Hoje eu senti a sua falta. Quero dizer, venho sentindo nos últimos 242 dias. Parece que nada do que eu deveria ter aprendido nesse tempo eu absorvi. De forma alguma quero dizer que isso é sua culpa, muito pelo contrário, meu amadurecimento um tanto tardio é o maior culpado neste caso de inconstâncias de sentimentos.


Quando digo que você se encontra viajando por aí, eu não minto. Eu realmente acredito que você esteja conhecendo novos lugares e que deve estar anotando tudo em um post it para que eu possa lembrar de conhecer depois quando nos encontrarmos.


Sabe, meu bem, a vida tem se tornado mais difícil a cada respiro que meus pulmões dão de maneira involuntária, sabendo que estão sempre uma tragada a menos de perdurar neste mundo.


Eu quis te escrever porque acredito que você não tem mantido contato o suficiente nestes últimos tempos. E quando afirmo que sinto a sua falta, é porque cada parte de mim se  despedaça pensando que estou gastando meu tempo contando carros na janela quando deveria estar em um deles com você indo para qualquer lugar que não aqui.


Esta cidade sempre foi pequena para nós duas e você sabia muito bem disso até o momento em que foi embora. Eu ainda não contei para a minha mãe que manchamos o tapete dela com vinho barato, apenas virei do avesso e esperei pelo pior. Que por sinal, nunca veio.

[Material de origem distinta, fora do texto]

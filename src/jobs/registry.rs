use chrono::{DateTime, Utc};
use parking_lot::Mutex;
use std::collections::HashMap;
use std::future::Future;
use std::sync::Arc;
use tokio::sync::mpsc;
use tracing::{debug, error, info, warn};

use super::{ActiveStatus, JobError, JobKey, JobOutcome, JobPhase, JobResult, Trigger};
use crate::engine::{LineSink, ProcessHandle, TerminateError, Termination};

pub const CANCEL_NOTICE: &str = "Cancellation requested by user...";

/// One in-flight operation.
///
/// Output lines are append-only; observers read them through a cursor.
#[derive(Debug)]
pub struct Job {
    key: JobKey,
    trigger: Trigger,
    started_at: DateTime<Utc>,
    state: Mutex<JobState>,
}

#[derive(Debug)]
struct JobState {
    phase: JobPhase,
    lines: Vec<String>,
    last_output: String,
    cancel_requested: bool,
    process: Option<ProcessHandle>,
}

impl Job {
    fn new(key: JobKey, trigger: Trigger) -> Self {
        Self {
            key,
            trigger,
            started_at: Utc::now(),
            state: Mutex::new(JobState {
                phase: JobPhase::Starting,
                lines: Vec::new(),
                last_output: "Starting...".to_string(),
                cancel_requested: false,
                process: None,
            }),
        }
    }

    pub fn key(&self) -> &JobKey {
        &self.key
    }

    pub fn trigger(&self) -> Trigger {
        self.trigger
    }

    pub fn started_at(&self) -> DateTime<Utc> {
        self.started_at
    }

    pub fn phase(&self) -> JobPhase {
        self.state.lock().phase
    }

    pub fn cancel_requested(&self) -> bool {
        self.state.lock().cancel_requested
    }

    pub fn line_count(&self) -> usize {
        self.state.lock().lines.len()
    }

    /// Lines appended at or after `cursor`.
    pub fn lines_since(&self, cursor: usize) -> Vec<String> {
        let state = self.state.lock();
        state.lines.get(cursor..).map(<[String]>::to_vec).unwrap_or_default()
    }

    pub fn status(&self) -> ActiveStatus {
        let state = self.state.lock();
        ActiveStatus {
            kind: self.key.kind,
            trigger: self.trigger,
            phase: state.phase,
            started_at: self.started_at,
            last_output: state.last_output.clone(),
            line_count: state.lines.len(),
            cancel_requested: state.cancel_requested,
            pid: state.process.as_ref().and_then(ProcessHandle::pid),
        }
    }

    fn push_line(&self, line: String) {
        let mut state = self.state.lock();
        if !line.trim().is_empty() {
            state.last_output = line.trim().to_string();
        }
        state.lines.push(line);
    }

    fn set_phase(&self, phase: JobPhase) {
        self.state.lock().phase = phase;
    }
}

/// Handed to a job's work future: the way it reports lines, status text and
/// the engine process it is currently waiting on.
#[derive(Debug, Clone)]
pub struct JobContext {
    job: Arc<Job>,
    lines: LineSink,
}

impl JobContext {
    pub fn key(&self) -> &JobKey {
        self.job.key()
    }

    pub fn trigger(&self) -> Trigger {
        self.job.trigger()
    }

    pub fn started_at(&self) -> DateTime<Utc> {
        self.job.started_at()
    }

    /// Sink for engine output; lines land in the job in send order.
    pub fn lines(&self) -> &LineSink {
        &self.lines
    }

    /// Append an orchestration message to the job's output.
    pub fn emit(&self, line: impl Into<String>) {
        if self.lines.send(line.into()).is_err() {
            debug!("Dropped output for {}: job is no longer collecting lines", self.job.key);
        }
    }

    /// Replace the one-line status shown to pollers without adding output.
    pub fn set_status(&self, message: impl Into<String>) {
        self.job.state.lock().last_output = message.into();
    }

    pub fn cancel_requested(&self) -> bool {
        self.job.cancel_requested()
    }

    /// Make the running engine process cancellable.
    ///
    /// If a cancel arrived while no process was attached, the new process is
    /// terminated right away.
    pub fn attach_process(&self, handle: ProcessHandle) {
        let cancel_now = {
            let mut state = self.job.state.lock();
            state.phase = JobPhase::Running;
            state.process = Some(handle.clone());
            state.cancel_requested
        };
        debug!("Attached engine process {:?} to {}", handle.pid(), self.job.key);
        if cancel_now {
            if let Err(e) = handle.terminate() {
                warn!("Failed to stop engine process for cancelled job {}: {}", self.job.key, e);
            }
        }
    }

    pub fn detach_process(&self) {
        let mut state = self.job.state.lock();
        state.process = None;
        if state.phase == JobPhase::Running {
            state.phase = JobPhase::Starting;
        }
    }
}

#[derive(Debug, Default)]
struct RegistryState {
    active: HashMap<JobKey, Arc<Job>>,
    completed: HashMap<JobKey, JobResult>,
}

/// Single-flight guard and owner of running jobs and unclaimed results.
///
/// `active` and `completed` are separate maps so a reader can tell "still
/// running" from "finished, result pending pickup". A key moves from one to the
/// other under a single lock acquisition.
#[derive(Debug, Clone, Default)]
pub struct JobRegistry {
    state: Arc<Mutex<RegistryState>>,
}

impl JobRegistry {
    pub fn new() -> Self {
        Self::default()
    }

    /// Register a job for `key` and run `work` in the background.
    ///
    /// Returns `Conflict` without side effects if a job for the same key is
    /// already active. Never waits on the work itself.
    pub fn start<F, Fut>(&self, key: JobKey, trigger: Trigger, work: F) -> Result<Arc<Job>, JobError>
    where
        F: FnOnce(JobContext) -> Fut + Send + 'static,
        Fut: Future<Output = JobOutcome> + Send + 'static,
    {
        let job = {
            let mut state = self.state.lock();
            if state.active.contains_key(&key) {
                return Err(JobError::Conflict(key));
            }
            if state.completed.remove(&key).is_some() {
                debug!("Discarding unclaimed result for {}", key);
            }
            let job = Arc::new(Job::new(key.clone(), trigger));
            state.active.insert(key, job.clone());
            job
        };

        info!(job = %job.key, trigger = %trigger, "Job started");

        let (tx, rx) = mpsc::unbounded_channel();
        let ctx = JobContext {
            job: job.clone(),
            lines: tx,
        };
        let registry = self.clone();
        let driven = job.clone();
        tokio::spawn(async move {
            let work = tokio::spawn(async move { work(ctx).await });
            registry.drive(driven, rx, work).await;
        });

        Ok(job)
    }

    async fn drive(
        &self,
        job: Arc<Job>,
        mut lines: mpsc::UnboundedReceiver<String>,
        mut work: tokio::task::JoinHandle<JobOutcome>,
    ) {
        let joined = loop {
            tokio::select! {
                biased;
                Some(line) = lines.recv() => job.push_line(line),
                joined = &mut work => break joined,
            }
        };

        job.set_phase(JobPhase::Finishing);
        while let Ok(line) = lines.try_recv() {
            job.push_line(line);
        }

        let outcome = match joined {
            Ok(outcome) => outcome,
            Err(e) => {
                error!(job = %job.key, "Job task failed: {}", e);
                JobOutcome::internal_failure(format!("internal error while running job: {}", e))
            }
        };
        self.finish(&job, outcome);
    }

    fn finish(&self, job: &Job, outcome: JobOutcome) {
        let cancelled = job.cancel_requested() && outcome.exit_code != 0;
        let finished_at = Utc::now();
        let duration_s = (finished_at - job.started_at).num_milliseconds() as f64 / 1000.0;
        info!(
            job = %job.key,
            code = outcome.exit_code,
            cancelled,
            duration_s,
            "Job finished"
        );

        let result = JobResult {
            kind: job.key.kind,
            trigger: job.trigger,
            exit_code: outcome.exit_code,
            stdout: outcome.stdout,
            stderr: outcome.stderr,
            cancelled,
            started_at: job.started_at,
            finished_at,
            change_summary: outcome.change_summary,
            restore_path: outcome.restore_path,
        };

        {
            let mut state = job.state.lock();
            state.phase = JobPhase::Done;
            state.process = None;
        }

        let mut state = self.state.lock();
        state.active.remove(&job.key);
        state.completed.insert(job.key.clone(), result);
    }

    /// Ask the job's engine process to stop.
    ///
    /// The job is only marked cancelled once the process actually ends with a
    /// nonzero code; this returns as soon as the request is delivered.
    pub fn cancel(&self, key: &JobKey) -> Result<Termination, JobError> {
        let job = self
            .active_job(key)
            .ok_or_else(|| JobError::NoActiveJob(key.clone()))?;

        // Signal delivery and the flag flip happen under one lock so that a
        // process attached afterwards never sees a cancel that was refused.
        let mut state = job.state.lock();
        let handle = state
            .process
            .clone()
            .ok_or_else(|| JobError::NotCancellable(key.clone()))?;
        if handle.has_exited() {
            return Err(JobError::NotCancellable(key.clone()));
        }

        info!(job = %key, pid = ?handle.pid(), "Cancelling job");
        let termination = handle.terminate().map_err(|source| match source {
            TerminateError::AlreadyExited => JobError::NotCancellable(key.clone()),
            source => JobError::Terminate {
                key: key.clone(),
                source,
            },
        })?;

        state.cancel_requested = true;
        state.last_output = CANCEL_NOTICE.to_string();
        state.lines.push(CANCEL_NOTICE.to_string());
        Ok(termination)
    }

    pub fn status(&self, key: &JobKey) -> Option<ActiveStatus> {
        self.active_job(key).map(|job| job.status())
    }

    pub fn is_active(&self, key: &JobKey) -> bool {
        self.state.lock().active.contains_key(key)
    }

    pub fn active_job(&self, key: &JobKey) -> Option<Arc<Job>> {
        self.state.lock().active.get(key).cloned()
    }

    pub fn active_count(&self) -> usize {
        self.state.lock().active.len()
    }

    /// Remove and return the unclaimed result for `key`, if any.
    pub fn take_result(&self, key: &JobKey) -> Option<JobResult> {
        self.state.lock().completed.remove(key)
    }

    pub fn has_result(&self, key: &JobKey) -> bool {
        self.state.lock().completed.contains_key(key)
    }
}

Parece que depois que você se foi, as coisas têm perdido um pouco da força. O que antes era caso de gritos e berros implicando com o jeito que levávamos a vida, agora se tornou silêncio.


Lábios emudecidos que fazem questão de pontuar que você não está mais aqui e eu, sinceramente, me assusto com o barulho ensurdecedor do “nada”.


O amanhecer, agora tardio, me faz pensar que o mundo anda com uma certa preguiça de existir e, para ser bem sincera, eu também ando. Eu não sei desde quando isso começou a acontecer, mas tudo foi se normalizando pelas ruas e avenidas, como se todos participassem de um pacto onde lamentassem a sua ida.

Mas, hoje eu me despedi de você. Não sei quantas vezes já fiz isso, mas passei nos seus lugares favoritos e onde você costumava pegar o ônibus 437 para ir para a minha casa.


Essa é a minha forma de dizer “até breve”. Você sabe que eu nunca fui muito boa com as palavras e sempre demonstrei meu afeto na linguagem composta por ações. 


Hoje eu agi, meu bem. Na verdade, eu reagi. Depois de ter ido até esses lugares, eu sentei para tomar meu sorvete favorito na padaria da esquina e comecei a reler meu livro predileto. 


Fui ao cinema sozinha e ri. Meu bem, eu gargalhei com aquele filme engraçado que nós sempre dizíamos que íamos ver, mas nunca demos tempo para que isso acontecesse.


Foi a primeira vez que ri em 242 dias e considerei isso um marco especial na minha trajetória. Eu tenho quase certeza de que te ouvi gargalhar também ao meu lado, mas quando olhei, não havia nada além de pipocas e caroços de milho soltos no assento sujo.


O que quero dizer é que eu descobri que é possível rir depois da sua ida, o que eu achava que era impossível. Pensei que nunca mais iria conseguir mostrar os dentes para quem quisesse vê-los por curiosidade de saber se eu era capaz de sentir novamente.


Eu senti, e ainda sinto.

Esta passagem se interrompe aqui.